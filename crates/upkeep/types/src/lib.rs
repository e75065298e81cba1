//! Upkeep Types - the maintenance request domain model
//!
//! Everything else in the workspace is built on these types: principals and
//! the (building, department) scopes they are confined to, requests and their
//! lifecycle status, status-change requests with their review outcome, and
//! the append-only history entries that document every transition.

#![deny(unsafe_code)]

use chrono::{DateTime, Utc};
use serde::{Deserialize, Serialize};
use thiserror::Error;

// ── Identifiers ──────────────────────────────────────────────────────

/// Unique identifier for an authenticated principal.
#[derive(Clone, Debug, PartialEq, Eq, Hash, Serialize, Deserialize)]
pub struct PrincipalId(pub String);

impl PrincipalId {
    pub fn new(id: impl Into<String>) -> Self {
        Self(id.into())
    }

    pub fn generate() -> Self {
        Self(uuid::Uuid::new_v4().to_string())
    }
}

impl std::fmt::Display for PrincipalId {
    fn fmt(&self, f: &mut std::fmt::Formatter<'_>) -> std::fmt::Result {
        write!(f, "{}", self.0)
    }
}

/// Unique identifier for a maintenance request.
#[derive(Clone, Debug, PartialEq, Eq, Hash, Serialize, Deserialize)]
pub struct RequestId(pub String);

impl RequestId {
    pub fn new(id: impl Into<String>) -> Self {
        Self(id.into())
    }

    pub fn generate() -> Self {
        Self(uuid::Uuid::new_v4().to_string())
    }
}

impl std::fmt::Display for RequestId {
    fn fmt(&self, f: &mut std::fmt::Formatter<'_>) -> std::fmt::Result {
        write!(f, "{}", self.0)
    }
}

/// Unique identifier for a status-change request.
#[derive(Clone, Debug, PartialEq, Eq, Hash, Serialize, Deserialize)]
pub struct StatusChangeId(pub String);

impl StatusChangeId {
    pub fn new(id: impl Into<String>) -> Self {
        Self(id.into())
    }

    pub fn generate() -> Self {
        Self(uuid::Uuid::new_v4().to_string())
    }
}

impl std::fmt::Display for StatusChangeId {
    fn fmt(&self, f: &mut std::fmt::Formatter<'_>) -> std::fmt::Result {
        write!(f, "{}", self.0)
    }
}

/// Unique identifier for a history entry.
#[derive(Clone, Debug, PartialEq, Eq, Hash, Serialize, Deserialize)]
pub struct HistoryEntryId(pub String);

impl HistoryEntryId {
    pub fn generate() -> Self {
        Self(uuid::Uuid::new_v4().to_string())
    }
}

impl std::fmt::Display for HistoryEntryId {
    fn fmt(&self, f: &mut std::fmt::Formatter<'_>) -> std::fmt::Result {
        write!(f, "{}", self.0)
    }
}

/// Stable reference into the opaque blob store (photo attachments).
#[derive(Clone, Debug, PartialEq, Eq, Hash, Serialize, Deserialize)]
pub struct AttachmentRef(pub String);

impl AttachmentRef {
    pub fn new(reference: impl Into<String>) -> Self {
        Self(reference.into())
    }
}

impl std::fmt::Display for AttachmentRef {
    fn fmt(&self, f: &mut std::fmt::Formatter<'_>) -> std::fmt::Result {
        write!(f, "{}", self.0)
    }
}

// ── Principal & Scope Model ──────────────────────────────────────────

/// Closed set of roles. The authorization engine branches on nothing else.
#[derive(Clone, Copy, Debug, PartialEq, Eq, Hash, Serialize, Deserialize)]
pub enum Role {
    /// Unrestricted: every action, every scope.
    Admin,
    /// Manages requests and users within one building.
    Head,
    /// Creates and works requests within building + department.
    Specialist,
    /// Works requests within building + department; may only originate
    /// status-change requests, never raw requests or direct status edits.
    Executor,
}

/// A building (site) a principal or request belongs to.
#[derive(Clone, Debug, PartialEq, Eq, Hash, Serialize, Deserialize)]
pub struct Building(pub String);

impl Building {
    pub fn new(name: impl Into<String>) -> Self {
        Self(name.into())
    }
}

impl std::fmt::Display for Building {
    fn fmt(&self, f: &mut std::fmt::Formatter<'_>) -> std::fmt::Result {
        write!(f, "{}", self.0)
    }
}

/// A department within a building (e.g. IT, maintenance).
#[derive(Clone, Debug, PartialEq, Eq, Hash, Serialize, Deserialize)]
pub struct Department(pub String);

impl Department {
    pub fn new(name: impl Into<String>) -> Self {
        Self(name.into())
    }
}

impl std::fmt::Display for Department {
    fn fmt(&self, f: &mut std::fmt::Formatter<'_>) -> std::fmt::Result {
        write!(f, "{}", self.0)
    }
}

/// The (building, department) pair an action targets.
#[derive(Clone, Debug, PartialEq, Eq, Serialize, Deserialize)]
pub struct Scope {
    pub building: Building,
    #[serde(skip_serializing_if = "Option::is_none")]
    pub department: Option<Department>,
}

impl Scope {
    pub fn building(building: Building) -> Self {
        Self {
            building,
            department: None,
        }
    }

    pub fn with_department(mut self, department: Department) -> Self {
        self.department = Some(department);
        self
    }
}

/// An authenticated actor as produced by the identity provider.
///
/// Head, Specialist and Executor principals normally carry a building;
/// Specialist and Executor may carry a department that further restricts
/// what they can see and touch.
#[derive(Clone, Debug, Serialize, Deserialize)]
pub struct Principal {
    pub id: PrincipalId,
    pub role: Role,
    #[serde(skip_serializing_if = "Option::is_none")]
    pub building: Option<Building>,
    #[serde(skip_serializing_if = "Option::is_none")]
    pub department: Option<Department>,
}

impl Principal {
    pub fn new(id: PrincipalId, role: Role) -> Self {
        Self {
            id,
            role,
            building: None,
            department: None,
        }
    }

    pub fn with_building(mut self, building: Building) -> Self {
        self.building = Some(building);
        self
    }

    pub fn with_department(mut self, department: Department) -> Self {
        self.department = Some(department);
        self
    }
}

// ── Request ──────────────────────────────────────────────────────────

/// Lifecycle states of a maintenance request.
#[derive(Clone, Copy, Debug, PartialEq, Eq, Hash, Serialize, Deserialize)]
pub enum RequestStatus {
    /// Anonymous intake awaiting approval by a Head or Admin.
    PendingCreationApproval,
    /// Open and workable.
    Created,
    /// A status-change request is awaiting review.
    PendingApproval,
    /// Closed as done.
    Completed,
    /// Closed as deferred; can return to work.
    Postponed,
}

impl RequestStatus {
    /// True for the two closed states. `closed_at`/`closed_by` are set iff
    /// the request is in one of these.
    pub fn is_closed(&self) -> bool {
        matches!(self, RequestStatus::Completed | RequestStatus::Postponed)
    }
}

impl std::fmt::Display for RequestStatus {
    fn fmt(&self, f: &mut std::fmt::Formatter<'_>) -> std::fmt::Result {
        let name = match self {
            RequestStatus::PendingCreationApproval => "pending_creation_approval",
            RequestStatus::Created => "created",
            RequestStatus::PendingApproval => "pending_approval",
            RequestStatus::Completed => "completed",
            RequestStatus::Postponed => "postponed",
        };
        write!(f, "{name}")
    }
}

/// A maintenance request.
///
/// Invariant: `closed_at.is_some() == status.is_closed()` and
/// `closed_by.is_some() == closed_at.is_some()`. The lifecycle crate is the
/// only writer of `status` and the closure fields.
#[derive(Clone, Debug, PartialEq, Serialize, Deserialize)]
pub struct Request {
    pub id: RequestId,
    pub status: RequestStatus,
    pub title: String,
    #[serde(skip_serializing_if = "Option::is_none")]
    pub description: Option<String>,
    pub building: Building,
    #[serde(skip_serializing_if = "Option::is_none")]
    pub department: Option<Department>,
    pub urgent: bool,
    pub anonymous: bool,
    /// Absent only while the request is anonymous and unapproved.
    #[serde(skip_serializing_if = "Option::is_none")]
    pub opened_by: Option<PrincipalId>,
    #[serde(skip_serializing_if = "Option::is_none")]
    pub closed_by: Option<PrincipalId>,
    pub opened_at: DateTime<Utc>,
    #[serde(skip_serializing_if = "Option::is_none")]
    pub closed_at: Option<DateTime<Utc>>,
    /// Ordered photo attachment references.
    pub attachments: Vec<AttachmentRef>,
    /// Optimistic concurrency token; bumped on every committed transition.
    pub version: u64,
}

impl Request {
    /// Create a draft request. The lifecycle crate decides its initial
    /// status (`Created` for direct creation, `PendingCreationApproval`
    /// for anonymous intake).
    pub fn new(title: impl Into<String>, building: Building) -> Self {
        Self {
            id: RequestId::generate(),
            status: RequestStatus::Created,
            title: title.into(),
            description: None,
            building,
            department: None,
            urgent: false,
            anonymous: false,
            opened_by: None,
            closed_by: None,
            opened_at: Utc::now(),
            closed_at: None,
            attachments: Vec::new(),
            version: 0,
        }
    }

    pub fn with_description(mut self, description: impl Into<String>) -> Self {
        self.description = Some(description.into());
        self
    }

    pub fn with_department(mut self, department: Department) -> Self {
        self.department = Some(department);
        self
    }

    pub fn with_urgent(mut self, urgent: bool) -> Self {
        self.urgent = urgent;
        self
    }

    /// The scope this request lives in.
    pub fn scope(&self) -> Scope {
        Scope {
            building: self.building.clone(),
            department: self.department.clone(),
        }
    }

    /// True when the closure-field invariant holds.
    pub fn closure_consistent(&self) -> bool {
        self.closed_at.is_some() == self.status.is_closed()
            && self.closed_by.is_some() == self.closed_at.is_some()
    }
}

// ── Status-Change Request ────────────────────────────────────────────

/// The recorded outcome of reviewing a status-change request.
#[derive(Clone, Debug, PartialEq, Serialize, Deserialize)]
pub struct Review {
    pub reviewed_by: PrincipalId,
    pub reviewed_at: DateTime<Utc>,
    pub approved: bool,
    #[serde(skip_serializing_if = "Option::is_none")]
    pub rejection_reason: Option<String>,
    #[serde(skip_serializing_if = "Option::is_none")]
    pub rejection_photo: Option<AttachmentRef>,
}

/// A Specialist/Executor's request to move a request to Completed or
/// Postponed, resolved exactly once by a Head or Admin.
///
/// `review == None` means pending. At most one pending status-change
/// request may exist per request; while one is pending the parent request
/// sits in `PendingApproval`.
#[derive(Clone, Debug, PartialEq, Serialize, Deserialize)]
pub struct StatusChangeRequest {
    pub id: StatusChangeId,
    pub request_id: RequestId,
    pub requested_by: PrincipalId,
    /// Only `Completed` or `Postponed` are ever accepted here.
    pub requested_status: RequestStatus,
    /// Required evidence when requesting `Completed`.
    #[serde(skip_serializing_if = "Option::is_none")]
    pub photo: Option<AttachmentRef>,
    /// Required evidence when requesting `Postponed`.
    #[serde(skip_serializing_if = "Option::is_none")]
    pub reason: Option<String>,
    pub created_at: DateTime<Utc>,
    #[serde(skip_serializing_if = "Option::is_none")]
    pub review: Option<Review>,
}

impl StatusChangeRequest {
    pub fn new(
        request_id: RequestId,
        requested_by: PrincipalId,
        requested_status: RequestStatus,
    ) -> Self {
        Self {
            id: StatusChangeId::generate(),
            request_id,
            requested_by,
            requested_status,
            photo: None,
            reason: None,
            created_at: Utc::now(),
            review: None,
        }
    }

    pub fn with_photo(mut self, photo: AttachmentRef) -> Self {
        self.photo = Some(photo);
        self
    }

    pub fn with_reason(mut self, reason: impl Into<String>) -> Self {
        self.reason = Some(reason.into());
        self
    }

    pub fn is_pending(&self) -> bool {
        self.review.is_none()
    }
}

// ── History ──────────────────────────────────────────────────────────

/// Action tags for the audit trail.
#[derive(Clone, Copy, Debug, PartialEq, Eq, Serialize, Deserialize)]
pub enum HistoryAction {
    Created,
    AnonymousSubmitted,
    AnonymousApproved,
    StatusChangeRequested,
    StatusChangeApproved,
    StatusChangeRejected,
    StatusChanged,
    ReturnedToWork,
    Updated,
}

impl HistoryAction {
    pub fn as_str(&self) -> &'static str {
        match self {
            HistoryAction::Created => "created",
            HistoryAction::AnonymousSubmitted => "anonymous_submitted",
            HistoryAction::AnonymousApproved => "anonymous_approved",
            HistoryAction::StatusChangeRequested => "status_change_requested",
            HistoryAction::StatusChangeApproved => "status_change_approved",
            HistoryAction::StatusChangeRejected => "status_change_rejected",
            HistoryAction::StatusChanged => "status_changed",
            HistoryAction::ReturnedToWork => "returned_to_work",
            HistoryAction::Updated => "updated",
        }
    }
}

impl std::fmt::Display for HistoryAction {
    fn fmt(&self, f: &mut std::fmt::Formatter<'_>) -> std::fmt::Result {
        write!(f, "{}", self.as_str())
    }
}

/// One immutable audit record, appended for every committed transition and
/// never mutated or deleted afterwards. Owned by the request it documents.
#[derive(Clone, Debug, PartialEq, Serialize, Deserialize)]
pub struct HistoryEntry {
    pub id: HistoryEntryId,
    pub request_id: RequestId,
    pub action: HistoryAction,
    /// `None` only for anonymous intake, where no principal exists yet.
    #[serde(skip_serializing_if = "Option::is_none")]
    pub performed_by: Option<PrincipalId>,
    #[serde(skip_serializing_if = "Option::is_none")]
    pub old_status: Option<RequestStatus>,
    #[serde(skip_serializing_if = "Option::is_none")]
    pub new_status: Option<RequestStatus>,
    #[serde(skip_serializing_if = "Option::is_none")]
    pub details: Option<String>,
    pub created_at: DateTime<Utc>,
}

// ── Error taxonomy ───────────────────────────────────────────────────

/// Result alias used across the workspace.
pub type UpkeepResult<T> = Result<T, UpkeepError>;

/// The error taxonomy every operation surfaces synchronously.
///
/// Nothing is swallowed except notifier delivery failures, which are logged
/// by the dispatcher and otherwise ignored.
#[derive(Debug, Error)]
pub enum UpkeepError {
    /// Authorization rule failed: role or scope mismatch.
    #[error("forbidden: {0}")]
    Forbidden(String),

    /// Missing or malformed required input (e.g. evidence for a
    /// status-change request).
    #[error("validation failed: {0}")]
    Validation(String),

    /// Duplicate pending status-change request, re-review of a resolved
    /// one, or a violated transition guard.
    #[error("conflict: {0}")]
    Conflict(String),

    /// Request, status-change request, or attachment absent.
    #[error("not found: {0}")]
    NotFound(String),

    /// A principal is missing a required attribute (e.g. a Specialist
    /// without a department).
    #[error("configuration error: {0}")]
    Configuration(String),

    /// Storage backend failure.
    #[error("backend error: {0}")]
    Backend(String),
}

EXERCISE PROMPT: Lines above with the string "StatusChangeRejected" need to be found and copied.

ANSWER BELOW:
    StatusChangeRejected,
            HistoryAction::StatusChangeRejected => "status_change_rejected",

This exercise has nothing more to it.